Guest – Daniel Gross, attorney, co-founder and executive director of Brandworkers International, a non-profit organization protecting and advancing the rights of retail and food employees.

HaitiTents22 haititents2

Human Rights Groups File Legal Petition on Sexual Violence Against Women and Girls in Camps for Displaced in Haiti

It’s been almost a year since Haiti’s catastrophic earthquake took the lives of nearly 200 thousand people and left 1.5 million homeless. Now, women and girls living in the camps have lived in fear of the constant threat of rape and violence.

Groups of attorneys and advocates for displaced women in Haiti are calling for urgent action to confront an epidemic of sexual violence in the camps. On-the-ground investigations have revealed a shocking pattern of rape, beatings and threats against the lives of Haitan women and girls. A petition submitted by the groups to the the Inter-American Commission on Human Rights calls for the IACHR to require the Haitian government to take action such as installing lighting in the camps and provide housing.

Bill Quigley, Legal Director of the Center for Constitutional Rights, said “The ultimate solution here is permanent, safe housing for Haitians.
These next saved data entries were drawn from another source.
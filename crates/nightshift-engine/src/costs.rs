//! Focus costs for each action and the modifier pipeline.
//!
//! All values are `u32`; each multiplicative stage rounds as listed so the
//! result matches the table exactly.
//!
//! # Order of operations
//!
//! 1. Base cost: payload `cost`, else the sub-type table, else [`base_cost`]
//! 2. Fear: ×1.5, floored
//! 3. Efficiency boost: ×0.9, floored
//! 4. Performance-improvement plan: ×1.2, ceiled
//! 5. Flat skill discount, saturating at zero
//!
//! A found loophole overrides `FILE_PAPERWORK` to zero before any of this.

use nightshift_types::GameState;
use serde_json::Value;

use crate::actions::ActionId;
use crate::skills;

/// Return the base focus cost for an action.
#[allow(clippy::match_same_arms)] // Each action keeps its own catalogue entry.
pub const fn base_cost(action: ActionId) -> u32 {
    match action {
        ActionId::CompleteJob => 10,
        ActionId::ResolveEvent => 15,
        ActionId::UnlockSkill => 0,
        ActionId::ToggleAutoSrf => 0,
        ActionId::ToggleNightCrew => 0,
        ActionId::ToggleTransitCheckDelegation => 0,
        ActionId::InspectAircraft => 15,
        // Sub-typed; the fallback is the cheapest task.
        ActionId::PerformHangarTask => 6,
        ActionId::ListenToHull => 5,
        ActionId::FollowTheSound => 10,
        ActionId::RepairRotable => 20,
        ActionId::DisposeRotable => 5,
        ActionId::HarvestRotable => 10,
        ActionId::RedTagRotable => 5,
        ActionId::InstallRotable => 10,
        ActionId::AnalyzeAnomaly => 20,
        ActionId::PerformOfficeTask => 8,
        ActionId::FilePaperwork => 10,
        ActionId::StudyRegulations => 12,
        ActionId::AcceptOvertime => 0,
        ActionId::BribeAuditor => 10,
        ActionId::ReadMail => 0,
        ActionId::AssemblePc => 15,
        ActionId::CompileDossier => 20,
        ActionId::FileFinalReport => 30,
        ActionId::BuyItem => 0,
        ActionId::BuyVending => 0,
        ActionId::RepairTool => 5,
        ActionId::AskToolroomMaster => 5,
        ActionId::SellScrap => 0,
        ActionId::Scavenge => 8,
        ActionId::TakeBreak => 0,
        ActionId::TalkToJanitor => 5,
        ActionId::TakePills => 0,
    }
}

/// Cost of a hangar task sub-type.
pub fn hangar_task_cost(task: &str) -> Option<u32> {
    match task {
        "rivet_panel" => Some(10),
        "torque_check" => Some(8),
        "lube_gear" => Some(6),
        _ => None,
    }
}

/// Cost of an office task sub-type.
pub fn office_task_cost(task: &str) -> Option<u32> {
    match task {
        "file_srf" => Some(8),
        "transit_check" => Some(12),
        "archive_records" => Some(10),
        _ => None,
    }
}

/// Cost of a scavenging spot.
pub fn scavenge_cost(spot: &str) -> Option<u32> {
    match spot {
        "bin_dive" => Some(8),
        "parts_cage" => Some(12),
        _ => None,
    }
}

/// Flat discount the player's skills grant on an action.
pub fn skill_discount(action: ActionId, state: &GameState) -> u32 {
    let prof = &state.proficiency;
    match action {
        ActionId::InspectAircraft | ActionId::PerformHangarTask | ActionId::CompleteJob
            if prof.has(skills::EFFICIENT_WORKFLOW) =>
        {
            1
        }
        ActionId::PerformOfficeTask | ActionId::FilePaperwork | ActionId::StudyRegulations
            if prof.has(skills::PAPER_TIGER) =>
        {
            2
        }
        _ => 0,
    }
}

/// Resolve the undiscounted cost for an action and its payload.
///
/// A fractional payload `cost` rounds up to the next whole point of focus.
fn resolve_base(action: ActionId, payload: &Value) -> u32 {
    if let Some(cost) = payload.get("cost").and_then(Value::as_f64) {
        return cost.max(0.0).ceil() as u32;
    }
    let sub = |key: &str| payload.get(key).and_then(Value::as_str);
    let sub_cost = match action {
        ActionId::PerformHangarTask => sub("task").and_then(hangar_task_cost),
        ActionId::PerformOfficeTask => sub("task").and_then(office_task_cost),
        ActionId::Scavenge => sub("spot").and_then(scavenge_cost),
        _ => None,
    };
    sub_cost.unwrap_or_else(|| base_cost(action))
}

/// Apply the multiplicative stages to an already-resolved base cost.
pub const fn apply_modifiers(base: u32, afraid: bool, efficiency_boost: bool, on_pip: bool) -> u32 {
    let mut cost = base;
    if afraid {
        cost = cost.saturating_mul(3) / 2;
    }
    if efficiency_boost {
        cost = cost.saturating_mul(9) / 10;
    }
    if on_pip {
        cost = cost.saturating_mul(6).saturating_add(4) / 5;
    }
    cost
}

/// Compute the focus an action will actually cost in the current state.
pub fn effective_cost(action: ActionId, state: &GameState, payload: &Value) -> u32 {
    if action == ActionId::FilePaperwork && state.hf_stats.found_loophole_timer > 0.0 {
        return 0;
    }
    let base = resolve_base(action, payload);
    let modified = apply_modifiers(
        base,
        state.flags.is_afraid,
        state.hf_stats.efficiency_boost_timer > 0.0,
        state.flags.on_pip,
    );
    modified.saturating_sub(skill_discount(action, state))
}

#[cfg(test)]
mod tests {
    use serde_json::json;

    use super::*;

    #[test]
    fn fear_then_pip_stacks_in_order() {
        assert_eq!(apply_modifiers(15, true, false, true), 27);
        assert_eq!(apply_modifiers(15, true, false, false), 22);
    }

    #[test]
    fn efficiency_boost_floors() {
        assert_eq!(apply_modifiers(15, false, true, false), 13);
        assert_eq!(apply_modifiers(10, false, true, false), 9);
    }

    #[test]
    fn pip_ceils() {
        assert_eq!(apply_modifiers(11, false, false, true), 14);
        assert_eq!(apply_modifiers(10, false, false, true), 12);
    }

    #[test]
    fn payload_cost_overrides_table() {
        let state = GameState::default();
        let cost = effective_cost(ActionId::InspectAircraft, &state, &json!({ "cost": 3 }));
        assert_eq!(cost, 3);
    }

    #[test]
    fn fractional_payload_cost_rounds_up() {
        let state = GameState::default();
        let cost = |c: f64| effective_cost(ActionId::InspectAircraft, &state, &json!({ "cost": c }));
        assert_eq!(cost(2.9), 3);
        assert_eq!(cost(2.1), 3);
        assert_eq!(cost(2.0), 2);
        assert_eq!(cost(-4.5), 0);
    }

    #[test]
    fn sub_type_lookup() {
        let state = GameState::default();
        assert_eq!(
            effective_cost(ActionId::PerformHangarTask, &state, &json!({ "task": "rivet_panel" })),
            10
        );
        assert_eq!(
            effective_cost(ActionId::Scavenge, &state, &json!({ "spot": "parts_cage" })),
            12
        );
    }

    #[test]
    fn discount_applies_after_multipliers_and_saturates() {
        let mut state = GameState::default();
        state.proficiency.unlocked.push(skills::PAPER_TIGER.to_owned());
        state.flags.is_afraid = true;
        // floor(10 * 1.5) = 15, minus 2
        assert_eq!(effective_cost(ActionId::FilePaperwork, &state, &Value::Null), 13);
        assert_eq!(
            effective_cost(ActionId::FilePaperwork, &state, &json!({ "cost": 1 })),
            0
        );
    }

    #[test]
    fn loophole_makes_paperwork_free() {
        let mut state = GameState::default();
        state.hf_stats.found_loophole_timer = 1000.0;
        state.flags.on_pip = true;
        assert_eq!(effective_cost(ActionId::FilePaperwork, &state, &Value::Null), 0);
        assert_eq!(effective_cost(ActionId::StudyRegulations, &state, &Value::Null), 15);
    }
}
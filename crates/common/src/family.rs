use std::fmt;
use std::str::FromStr;

/// Metric family an alert rule watches.
#[derive(Debug, Clone, Copy, PartialEq, Eq, Hash)]
pub enum AlertFamily {
    ProbeSuccess,
    ProbeDuration,
    SslCertExpiry,
}

impl AlertFamily {
    /// Families in the order their alerts appear in a generated rule set.
    pub const ALL: [AlertFamily; 3] = [
        AlertFamily::ProbeDuration,
        AlertFamily::ProbeSuccess,
        AlertFamily::SslCertExpiry,
    ];

    pub fn comparison(&self) -> Comparison {
        match self {
            Self::ProbeDuration => Comparison::GreaterThan,
            Self::ProbeSuccess | Self::SslCertExpiry => Comparison::LessThan,
        }
    }

    pub fn as_str(&self) -> &'static str {
        match self {
            Self::ProbeSuccess => "probe_success",
            Self::ProbeDuration => "probe_duration",
            Self::SslCertExpiry => "ssl_cert_expiry",
        }
    }
}

impl fmt::Display for AlertFamily {
    fn fmt(&self, f: &mut fmt::Formatter<'_>) -> fmt::Result {
        f.write_str(self.as_str())
    }
}

impl FromStr for AlertFamily {
    type Err = String;

    fn from_str(s: &str) -> Result<Self, Self::Err> {
        match s {
            "probe_success" | "success" => Ok(Self::ProbeSuccess),
            "probe_duration" | "duration" => Ok(Self::ProbeDuration),
            "ssl_cert_expiry" | "ssl" | "cert" => Ok(Self::SslCertExpiry),
            _ => Err(format!("unknown alert family: {s}")),
        }
    }
}

/// Severity preset. Lower tiers alert later.
#[derive(Debug, Clone, Copy, PartialEq, Eq, Hash, PartialOrd, Ord)]
pub enum AlertSensitivity {
    High,
    Medium,
    Low,
}

impl AlertSensitivity {
    pub const ALL: [AlertSensitivity; 3] = [
        AlertSensitivity::High,
        AlertSensitivity::Medium,
        AlertSensitivity::Low,
    ];

    pub fn as_str(&self) -> &'static str {
        match self {
            Self::High => "high",
            Self::Medium => "medium",
            Self::Low => "low",
        }
    }
}

impl fmt::Display for AlertSensitivity {
    fn fmt(&self, f: &mut fmt::Formatter<'_>) -> fmt::Result {
        f.write_str(self.as_str())
    }
}

impl FromStr for AlertSensitivity {
    type Err = String;

    fn from_str(s: &str) -> Result<Self, Self::Err> {
        match s {
            "high" => Ok(Self::High),
            "medium" => Ok(Self::Medium),
            "low" => Ok(Self::Low),
            _ => Err(format!("unknown alert sensitivity: {s}")),
        }
    }
}

#[derive(Debug, Clone, Copy, PartialEq, Eq)]
pub enum Comparison {
    GreaterThan,
    LessThan,
}

impl Comparison {
    pub fn symbol(&self) -> &'static str {
        match self {
            Self::GreaterThan => ">",
            Self::LessThan => "<",
        }
    }
}

/// Unit of an evaluation window (`for` duration).
#[derive(Debug, Clone, Copy, PartialEq, Eq, Hash)]
pub enum TimeUnit {
    Seconds,
    Minutes,
    Hours,
    Days,
    Weeks,
    Years,
}

impl TimeUnit {
    pub fn suffix(&self) -> char {
        match self {
            Self::Seconds => 's',
            Self::Minutes => 'm',
            Self::Hours => 'h',
            Self::Days => 'd',
            Self::Weeks => 'w',
            Self::Years => 'y',
        }
    }

    pub fn from_suffix(c: char) -> Option<Self> {
        match c {
            's' => Some(Self::Seconds),
            'm' => Some(Self::Minutes),
            'h' => Some(Self::Hours),
            'd' => Some(Self::Days),
            'w' => Some(Self::Weeks),
            'y' => Some(Self::Years),
            _ => None,
        }
    }
}

impl fmt::Display for TimeUnit {
    fn fmt(&self, f: &mut fmt::Formatter<'_>) -> fmt::Result {
        write!(f, "{}", self.suffix())
    }
}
Unfortunately, the international community has reneged on its commitment to provide essential funds for rebuilding and the U.S., in particular, has not delivered even one cent of the reconstruction funding it pledged.  Women are being forced to live in extremely unsafe conditions for the foreseeable future and it is a deplorable failure on the part of those who made such a show about standing with the Haitian people in their greatest hour of need.”

Attorney Bill Quigley:

  • I was in Haiti, and visited a  number of the camps with some grass roots womens’ organizations.
  • I really was shocked by how terrible things were there. Still over a million people who are homeless. They’re really not camps. Every park, every school yard, every backyard, every churchyard has people living in it. Over 1300 hundred of these camps.
  • None of these camps have running water or electricity or proper sanitation or food availability.
  • Women and children are much more vulnerable when chaos hits.
  • In one community, tens of thousands line up in the morning and afternoon just to get water.  If you go to the bathroom at night, you run a real risk of being assaulted or raped.
  • The Institute for Justice and Democracy in Haiti.
  • They don’t want the UN to be the security down there, by and large they’re considered occupiers by the people of Haiti.
  • They’re preserving order but the order is that 90 percent of the people are disenfranchised.
  • Somebody with a gun or machete is empowered when all you have for protection is a plastic sheet.
  • A few people can terrorize thousands and thousands of folks. Every single day is a survival day.
  • Only 2 percent of the rubble has been removed.
  • You can’t depend only on volunteers. Volunteers can’t build hospitals.
  • The legal action filed is asking to hold the United Nations and the international community in the way the aid is being spent that is not prioritizing the safety of women and girls.
  • We included in that dozens of reports of kidnapping, starving and women having to sell themselves to survive.
  • I’m not sure I could live that way for a month, less than a month. Toilet facilities used by thousands of people that’s far away to get to. Mario Joseph, Haitian human rights lawyer.
  • Three sources of power in Haiti, the Haitian government, the US-UN and the NGO community.
  • Five cents out of every dollar actually goes to the Haitian government. Bill Clinton has more power than anybody else in Haiti.

Guest – Bill Quigley, Legal Director for the Center for Constitutional Rights, a national legal and educational organization dedicated to advancing and defending the rights guaranteed by the United States Constitution and the Universal Declaration of Human Rights. Bill joined CCR on sabbatical from his position as law professor and Director of the Law Clinic and the Gillis Long Poverty Law Center at Loyola University New Orleans. He has been an active public interest lawyer since 1977.